Data excerpts:
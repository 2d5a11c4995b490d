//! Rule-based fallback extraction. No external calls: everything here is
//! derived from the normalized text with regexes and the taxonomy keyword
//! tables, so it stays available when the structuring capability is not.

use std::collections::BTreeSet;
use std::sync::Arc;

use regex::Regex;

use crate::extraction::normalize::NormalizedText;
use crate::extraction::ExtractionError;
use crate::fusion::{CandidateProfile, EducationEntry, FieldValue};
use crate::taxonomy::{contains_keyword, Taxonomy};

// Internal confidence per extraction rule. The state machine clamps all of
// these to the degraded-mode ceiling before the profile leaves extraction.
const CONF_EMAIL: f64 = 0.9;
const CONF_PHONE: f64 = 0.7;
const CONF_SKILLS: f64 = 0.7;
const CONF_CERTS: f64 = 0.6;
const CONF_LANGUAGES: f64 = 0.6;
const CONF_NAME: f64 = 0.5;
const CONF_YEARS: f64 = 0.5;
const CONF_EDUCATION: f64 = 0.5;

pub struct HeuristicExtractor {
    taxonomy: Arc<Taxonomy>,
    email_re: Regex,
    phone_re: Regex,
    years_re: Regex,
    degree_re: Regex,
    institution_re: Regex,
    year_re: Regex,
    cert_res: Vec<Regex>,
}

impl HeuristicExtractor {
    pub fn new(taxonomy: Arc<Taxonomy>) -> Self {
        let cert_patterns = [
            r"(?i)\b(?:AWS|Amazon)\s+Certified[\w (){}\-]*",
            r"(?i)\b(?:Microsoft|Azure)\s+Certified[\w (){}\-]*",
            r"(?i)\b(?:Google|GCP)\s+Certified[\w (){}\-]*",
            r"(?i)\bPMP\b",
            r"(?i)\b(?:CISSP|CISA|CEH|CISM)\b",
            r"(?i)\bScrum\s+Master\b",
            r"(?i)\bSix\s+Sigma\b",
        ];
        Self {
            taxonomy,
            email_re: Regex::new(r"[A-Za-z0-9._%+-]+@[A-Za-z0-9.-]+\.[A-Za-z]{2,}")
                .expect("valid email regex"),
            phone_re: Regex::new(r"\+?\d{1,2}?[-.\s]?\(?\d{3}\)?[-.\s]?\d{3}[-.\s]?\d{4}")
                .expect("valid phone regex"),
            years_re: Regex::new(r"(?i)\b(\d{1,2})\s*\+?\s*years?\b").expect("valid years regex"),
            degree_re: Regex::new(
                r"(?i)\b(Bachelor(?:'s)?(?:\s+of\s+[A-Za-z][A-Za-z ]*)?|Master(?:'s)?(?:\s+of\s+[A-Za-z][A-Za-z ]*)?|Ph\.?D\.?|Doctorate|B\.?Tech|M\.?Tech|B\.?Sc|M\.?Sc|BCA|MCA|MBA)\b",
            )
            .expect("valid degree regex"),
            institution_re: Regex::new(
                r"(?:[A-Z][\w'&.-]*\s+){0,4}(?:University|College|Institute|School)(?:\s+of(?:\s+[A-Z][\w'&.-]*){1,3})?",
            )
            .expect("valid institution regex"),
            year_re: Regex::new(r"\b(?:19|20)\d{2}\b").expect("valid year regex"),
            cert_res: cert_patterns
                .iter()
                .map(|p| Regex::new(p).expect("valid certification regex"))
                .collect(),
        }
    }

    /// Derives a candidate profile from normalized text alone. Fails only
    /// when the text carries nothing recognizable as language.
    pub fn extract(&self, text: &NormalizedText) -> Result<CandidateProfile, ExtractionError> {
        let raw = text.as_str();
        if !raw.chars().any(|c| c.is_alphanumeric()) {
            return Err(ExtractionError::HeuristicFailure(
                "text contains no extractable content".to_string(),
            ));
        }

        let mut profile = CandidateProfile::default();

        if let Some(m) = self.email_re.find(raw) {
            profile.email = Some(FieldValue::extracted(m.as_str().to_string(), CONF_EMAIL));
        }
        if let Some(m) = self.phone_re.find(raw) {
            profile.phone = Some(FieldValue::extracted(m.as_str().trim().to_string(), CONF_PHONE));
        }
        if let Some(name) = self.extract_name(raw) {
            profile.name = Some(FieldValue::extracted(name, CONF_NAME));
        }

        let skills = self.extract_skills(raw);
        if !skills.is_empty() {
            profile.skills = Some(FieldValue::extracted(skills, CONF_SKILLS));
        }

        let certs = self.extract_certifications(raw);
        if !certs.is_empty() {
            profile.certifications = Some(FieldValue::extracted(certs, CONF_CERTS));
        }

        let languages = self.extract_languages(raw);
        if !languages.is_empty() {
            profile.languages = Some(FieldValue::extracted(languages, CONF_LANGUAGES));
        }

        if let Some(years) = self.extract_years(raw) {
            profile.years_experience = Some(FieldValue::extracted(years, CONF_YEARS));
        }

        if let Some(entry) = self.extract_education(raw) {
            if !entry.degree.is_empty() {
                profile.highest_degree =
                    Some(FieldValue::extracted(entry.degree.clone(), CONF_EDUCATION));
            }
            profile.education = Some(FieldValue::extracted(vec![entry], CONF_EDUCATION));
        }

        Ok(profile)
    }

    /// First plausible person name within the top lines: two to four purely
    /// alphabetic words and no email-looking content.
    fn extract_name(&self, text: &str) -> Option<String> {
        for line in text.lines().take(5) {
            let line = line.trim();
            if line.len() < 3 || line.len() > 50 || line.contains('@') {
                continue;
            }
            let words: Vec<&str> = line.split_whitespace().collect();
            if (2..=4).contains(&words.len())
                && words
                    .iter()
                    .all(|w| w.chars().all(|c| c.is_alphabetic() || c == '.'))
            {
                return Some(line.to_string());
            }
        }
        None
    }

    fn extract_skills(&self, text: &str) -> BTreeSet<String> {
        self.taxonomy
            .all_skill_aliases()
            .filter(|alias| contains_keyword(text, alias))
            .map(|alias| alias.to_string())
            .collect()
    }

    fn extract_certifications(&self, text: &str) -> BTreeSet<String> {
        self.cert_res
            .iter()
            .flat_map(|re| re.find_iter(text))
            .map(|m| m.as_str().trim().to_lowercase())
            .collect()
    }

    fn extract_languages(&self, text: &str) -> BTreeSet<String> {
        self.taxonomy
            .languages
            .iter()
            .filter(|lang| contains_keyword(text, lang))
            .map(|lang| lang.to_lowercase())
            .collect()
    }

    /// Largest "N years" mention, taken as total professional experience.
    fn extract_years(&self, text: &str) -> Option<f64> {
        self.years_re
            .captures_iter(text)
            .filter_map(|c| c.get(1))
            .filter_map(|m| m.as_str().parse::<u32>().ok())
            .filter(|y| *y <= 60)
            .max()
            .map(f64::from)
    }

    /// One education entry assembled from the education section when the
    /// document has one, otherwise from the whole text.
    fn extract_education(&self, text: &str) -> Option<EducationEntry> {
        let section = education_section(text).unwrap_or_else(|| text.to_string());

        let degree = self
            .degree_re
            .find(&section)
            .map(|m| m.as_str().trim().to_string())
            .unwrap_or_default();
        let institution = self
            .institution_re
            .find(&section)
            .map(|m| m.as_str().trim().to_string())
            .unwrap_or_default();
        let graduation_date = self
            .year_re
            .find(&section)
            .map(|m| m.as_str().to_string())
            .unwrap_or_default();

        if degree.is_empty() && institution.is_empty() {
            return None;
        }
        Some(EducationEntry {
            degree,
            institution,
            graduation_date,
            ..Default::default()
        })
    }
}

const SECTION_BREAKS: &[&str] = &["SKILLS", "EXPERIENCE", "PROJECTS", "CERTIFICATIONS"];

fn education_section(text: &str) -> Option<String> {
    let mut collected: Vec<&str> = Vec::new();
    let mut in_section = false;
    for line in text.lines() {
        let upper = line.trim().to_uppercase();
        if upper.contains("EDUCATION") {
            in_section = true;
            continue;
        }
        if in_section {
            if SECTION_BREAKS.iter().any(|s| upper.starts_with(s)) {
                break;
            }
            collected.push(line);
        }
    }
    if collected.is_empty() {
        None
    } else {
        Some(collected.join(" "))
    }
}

---

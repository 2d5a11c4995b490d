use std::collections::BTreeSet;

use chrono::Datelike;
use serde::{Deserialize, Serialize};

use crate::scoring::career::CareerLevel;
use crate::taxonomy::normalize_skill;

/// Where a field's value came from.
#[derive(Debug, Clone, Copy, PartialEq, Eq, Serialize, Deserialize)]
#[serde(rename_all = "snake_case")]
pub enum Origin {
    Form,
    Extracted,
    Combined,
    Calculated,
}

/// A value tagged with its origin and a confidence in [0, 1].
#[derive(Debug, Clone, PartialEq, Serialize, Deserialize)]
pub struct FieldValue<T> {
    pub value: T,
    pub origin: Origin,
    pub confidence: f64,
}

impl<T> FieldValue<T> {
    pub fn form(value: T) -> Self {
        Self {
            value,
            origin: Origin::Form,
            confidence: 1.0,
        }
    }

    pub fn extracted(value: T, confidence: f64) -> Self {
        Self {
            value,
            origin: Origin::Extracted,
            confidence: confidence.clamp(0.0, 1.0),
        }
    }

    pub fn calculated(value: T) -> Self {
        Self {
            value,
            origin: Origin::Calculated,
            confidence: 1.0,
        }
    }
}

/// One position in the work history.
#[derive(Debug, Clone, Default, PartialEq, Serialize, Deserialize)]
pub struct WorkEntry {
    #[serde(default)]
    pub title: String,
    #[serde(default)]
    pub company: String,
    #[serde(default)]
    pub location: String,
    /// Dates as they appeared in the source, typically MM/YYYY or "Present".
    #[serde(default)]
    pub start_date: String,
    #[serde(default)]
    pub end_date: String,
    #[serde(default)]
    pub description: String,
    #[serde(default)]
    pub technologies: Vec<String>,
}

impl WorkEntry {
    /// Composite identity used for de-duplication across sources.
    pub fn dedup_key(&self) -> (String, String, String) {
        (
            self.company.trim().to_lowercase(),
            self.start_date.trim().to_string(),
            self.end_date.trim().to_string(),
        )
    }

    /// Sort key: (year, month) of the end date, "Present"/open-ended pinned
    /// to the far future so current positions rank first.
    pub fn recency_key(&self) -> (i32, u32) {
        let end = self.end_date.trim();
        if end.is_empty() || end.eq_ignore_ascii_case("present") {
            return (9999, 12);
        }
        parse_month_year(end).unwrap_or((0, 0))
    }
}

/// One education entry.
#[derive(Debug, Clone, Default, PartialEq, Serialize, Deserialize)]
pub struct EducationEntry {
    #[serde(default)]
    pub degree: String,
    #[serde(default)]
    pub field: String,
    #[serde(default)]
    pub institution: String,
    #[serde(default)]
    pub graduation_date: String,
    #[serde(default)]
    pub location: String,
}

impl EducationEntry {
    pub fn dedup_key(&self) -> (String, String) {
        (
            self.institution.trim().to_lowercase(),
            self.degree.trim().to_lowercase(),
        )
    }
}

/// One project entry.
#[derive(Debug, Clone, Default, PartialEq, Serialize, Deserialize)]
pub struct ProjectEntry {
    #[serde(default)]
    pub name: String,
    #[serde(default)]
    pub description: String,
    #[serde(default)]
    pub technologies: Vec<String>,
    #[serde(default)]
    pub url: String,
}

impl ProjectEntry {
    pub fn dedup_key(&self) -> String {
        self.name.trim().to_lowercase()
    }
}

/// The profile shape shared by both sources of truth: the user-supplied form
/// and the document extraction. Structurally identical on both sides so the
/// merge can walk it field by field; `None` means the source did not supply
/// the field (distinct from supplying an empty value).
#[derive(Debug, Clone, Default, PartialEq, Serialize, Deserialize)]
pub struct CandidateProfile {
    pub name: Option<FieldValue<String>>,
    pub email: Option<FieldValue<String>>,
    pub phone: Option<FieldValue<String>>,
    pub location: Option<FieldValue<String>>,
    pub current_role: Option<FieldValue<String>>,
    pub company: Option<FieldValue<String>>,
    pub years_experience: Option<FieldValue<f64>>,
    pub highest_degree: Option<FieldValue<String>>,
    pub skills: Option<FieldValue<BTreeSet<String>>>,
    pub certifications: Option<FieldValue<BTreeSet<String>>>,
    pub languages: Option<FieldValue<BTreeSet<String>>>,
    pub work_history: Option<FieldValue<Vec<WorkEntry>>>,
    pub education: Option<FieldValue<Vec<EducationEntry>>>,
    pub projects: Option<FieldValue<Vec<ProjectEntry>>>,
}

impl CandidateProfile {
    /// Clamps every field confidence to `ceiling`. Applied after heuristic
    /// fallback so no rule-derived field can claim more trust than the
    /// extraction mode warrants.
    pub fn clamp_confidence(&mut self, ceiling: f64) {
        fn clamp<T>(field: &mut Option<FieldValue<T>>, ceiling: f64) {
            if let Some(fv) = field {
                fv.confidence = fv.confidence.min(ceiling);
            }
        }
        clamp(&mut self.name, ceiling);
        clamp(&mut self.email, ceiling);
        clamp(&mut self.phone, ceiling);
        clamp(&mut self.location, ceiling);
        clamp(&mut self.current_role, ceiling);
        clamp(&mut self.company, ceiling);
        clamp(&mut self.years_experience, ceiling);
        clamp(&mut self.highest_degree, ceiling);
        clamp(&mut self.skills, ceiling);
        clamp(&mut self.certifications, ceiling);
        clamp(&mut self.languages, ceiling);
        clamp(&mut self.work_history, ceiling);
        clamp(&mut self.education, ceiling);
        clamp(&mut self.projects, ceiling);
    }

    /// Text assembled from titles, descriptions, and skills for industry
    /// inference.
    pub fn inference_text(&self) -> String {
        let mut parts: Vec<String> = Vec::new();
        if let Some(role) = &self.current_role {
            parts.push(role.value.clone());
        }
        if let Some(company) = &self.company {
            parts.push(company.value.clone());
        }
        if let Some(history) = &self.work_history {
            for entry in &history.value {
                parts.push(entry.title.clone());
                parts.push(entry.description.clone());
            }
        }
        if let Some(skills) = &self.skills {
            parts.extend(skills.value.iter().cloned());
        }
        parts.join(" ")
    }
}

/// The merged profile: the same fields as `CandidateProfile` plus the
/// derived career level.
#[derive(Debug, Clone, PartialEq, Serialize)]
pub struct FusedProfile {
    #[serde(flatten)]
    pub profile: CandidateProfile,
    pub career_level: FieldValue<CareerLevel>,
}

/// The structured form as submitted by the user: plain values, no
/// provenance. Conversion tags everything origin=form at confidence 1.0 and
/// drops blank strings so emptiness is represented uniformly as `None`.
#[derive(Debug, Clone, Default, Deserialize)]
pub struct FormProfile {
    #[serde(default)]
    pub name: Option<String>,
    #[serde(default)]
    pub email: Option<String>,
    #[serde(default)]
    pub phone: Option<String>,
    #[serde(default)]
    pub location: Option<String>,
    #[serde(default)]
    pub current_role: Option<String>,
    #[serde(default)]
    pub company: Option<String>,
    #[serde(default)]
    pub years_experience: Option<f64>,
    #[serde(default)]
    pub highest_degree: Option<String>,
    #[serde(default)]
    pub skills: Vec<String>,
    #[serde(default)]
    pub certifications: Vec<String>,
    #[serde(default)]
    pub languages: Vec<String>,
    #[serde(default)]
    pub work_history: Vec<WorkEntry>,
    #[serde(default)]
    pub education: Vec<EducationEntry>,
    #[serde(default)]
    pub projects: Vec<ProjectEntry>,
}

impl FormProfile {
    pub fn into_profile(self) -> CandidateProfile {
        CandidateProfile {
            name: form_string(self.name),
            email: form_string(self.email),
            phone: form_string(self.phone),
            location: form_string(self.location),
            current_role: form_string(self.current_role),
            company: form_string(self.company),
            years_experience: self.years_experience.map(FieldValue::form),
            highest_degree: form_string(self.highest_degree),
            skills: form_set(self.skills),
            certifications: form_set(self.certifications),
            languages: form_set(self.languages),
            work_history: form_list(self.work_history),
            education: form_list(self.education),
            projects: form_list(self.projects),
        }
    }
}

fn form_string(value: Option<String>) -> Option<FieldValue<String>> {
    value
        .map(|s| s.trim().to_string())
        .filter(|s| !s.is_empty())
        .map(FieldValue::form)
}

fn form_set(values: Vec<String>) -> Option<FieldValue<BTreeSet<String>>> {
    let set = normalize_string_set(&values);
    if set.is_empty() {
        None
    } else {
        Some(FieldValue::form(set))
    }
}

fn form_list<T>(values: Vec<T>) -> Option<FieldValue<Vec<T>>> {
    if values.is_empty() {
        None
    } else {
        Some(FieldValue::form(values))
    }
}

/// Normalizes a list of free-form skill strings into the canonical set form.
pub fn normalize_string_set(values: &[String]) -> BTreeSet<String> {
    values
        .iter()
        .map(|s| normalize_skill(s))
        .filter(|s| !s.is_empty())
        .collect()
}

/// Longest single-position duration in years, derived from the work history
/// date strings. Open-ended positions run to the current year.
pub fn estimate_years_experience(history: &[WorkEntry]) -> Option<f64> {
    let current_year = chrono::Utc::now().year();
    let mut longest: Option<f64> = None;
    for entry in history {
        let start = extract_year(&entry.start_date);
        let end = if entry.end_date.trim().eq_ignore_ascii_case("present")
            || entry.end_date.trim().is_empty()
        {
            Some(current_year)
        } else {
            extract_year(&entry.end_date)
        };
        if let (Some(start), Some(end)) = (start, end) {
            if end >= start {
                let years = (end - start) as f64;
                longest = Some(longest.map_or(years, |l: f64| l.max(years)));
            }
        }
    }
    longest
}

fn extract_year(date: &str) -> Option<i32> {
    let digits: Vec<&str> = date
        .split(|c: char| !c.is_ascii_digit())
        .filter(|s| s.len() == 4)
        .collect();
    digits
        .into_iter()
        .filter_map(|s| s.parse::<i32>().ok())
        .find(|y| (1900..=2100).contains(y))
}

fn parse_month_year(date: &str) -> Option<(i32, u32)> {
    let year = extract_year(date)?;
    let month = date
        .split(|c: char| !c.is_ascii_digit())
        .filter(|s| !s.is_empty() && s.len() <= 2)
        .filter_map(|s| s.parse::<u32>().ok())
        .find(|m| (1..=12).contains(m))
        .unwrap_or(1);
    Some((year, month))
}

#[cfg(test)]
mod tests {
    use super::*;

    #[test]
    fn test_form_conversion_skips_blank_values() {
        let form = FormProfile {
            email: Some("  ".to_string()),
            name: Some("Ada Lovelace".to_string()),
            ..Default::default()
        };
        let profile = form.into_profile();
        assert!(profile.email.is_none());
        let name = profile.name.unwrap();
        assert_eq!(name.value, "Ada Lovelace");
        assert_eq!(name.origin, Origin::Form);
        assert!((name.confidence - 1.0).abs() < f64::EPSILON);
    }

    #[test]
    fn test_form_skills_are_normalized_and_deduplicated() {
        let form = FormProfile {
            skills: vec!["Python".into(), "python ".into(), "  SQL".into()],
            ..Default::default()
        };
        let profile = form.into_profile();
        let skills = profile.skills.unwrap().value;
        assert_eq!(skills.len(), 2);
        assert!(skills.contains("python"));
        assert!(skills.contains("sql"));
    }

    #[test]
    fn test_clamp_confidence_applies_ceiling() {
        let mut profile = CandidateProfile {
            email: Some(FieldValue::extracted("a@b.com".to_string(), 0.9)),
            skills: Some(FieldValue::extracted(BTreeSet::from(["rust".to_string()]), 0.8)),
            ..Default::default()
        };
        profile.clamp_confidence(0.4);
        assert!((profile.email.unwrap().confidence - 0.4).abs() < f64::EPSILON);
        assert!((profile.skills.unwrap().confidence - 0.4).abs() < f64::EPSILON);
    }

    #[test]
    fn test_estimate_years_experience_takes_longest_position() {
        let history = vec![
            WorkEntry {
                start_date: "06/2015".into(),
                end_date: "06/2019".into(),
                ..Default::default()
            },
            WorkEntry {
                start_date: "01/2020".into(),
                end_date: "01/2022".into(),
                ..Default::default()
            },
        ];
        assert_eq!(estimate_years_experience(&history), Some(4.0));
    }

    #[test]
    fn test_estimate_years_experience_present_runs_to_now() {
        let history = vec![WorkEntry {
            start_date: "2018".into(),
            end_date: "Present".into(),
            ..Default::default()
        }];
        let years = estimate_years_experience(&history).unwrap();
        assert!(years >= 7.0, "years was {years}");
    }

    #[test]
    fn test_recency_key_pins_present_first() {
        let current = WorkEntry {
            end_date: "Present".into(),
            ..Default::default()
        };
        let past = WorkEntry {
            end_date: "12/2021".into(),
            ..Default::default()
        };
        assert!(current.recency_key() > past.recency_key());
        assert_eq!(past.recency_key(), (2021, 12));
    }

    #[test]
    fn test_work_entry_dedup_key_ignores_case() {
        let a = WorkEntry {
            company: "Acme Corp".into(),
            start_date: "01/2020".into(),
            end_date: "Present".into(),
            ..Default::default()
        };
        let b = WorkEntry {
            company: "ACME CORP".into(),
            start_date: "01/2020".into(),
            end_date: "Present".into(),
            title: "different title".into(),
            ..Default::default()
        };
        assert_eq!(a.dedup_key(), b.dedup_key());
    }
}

Directions: For this exercise, return every line from the data that holds the string "company".

Result of the exercise:
    pub company: String,
            self.company.trim().to_lowercase(),
    pub company: Option<FieldValue<String>>,
        clamp(&mut self.company, ceiling);
        if let Some(company) = &self.company {
            parts.push(company.value.clone());
    pub company: Option<String>,
            company: form_string(self.company),
            company: "Acme Corp".into(),
            company: "ACME CORP".into(),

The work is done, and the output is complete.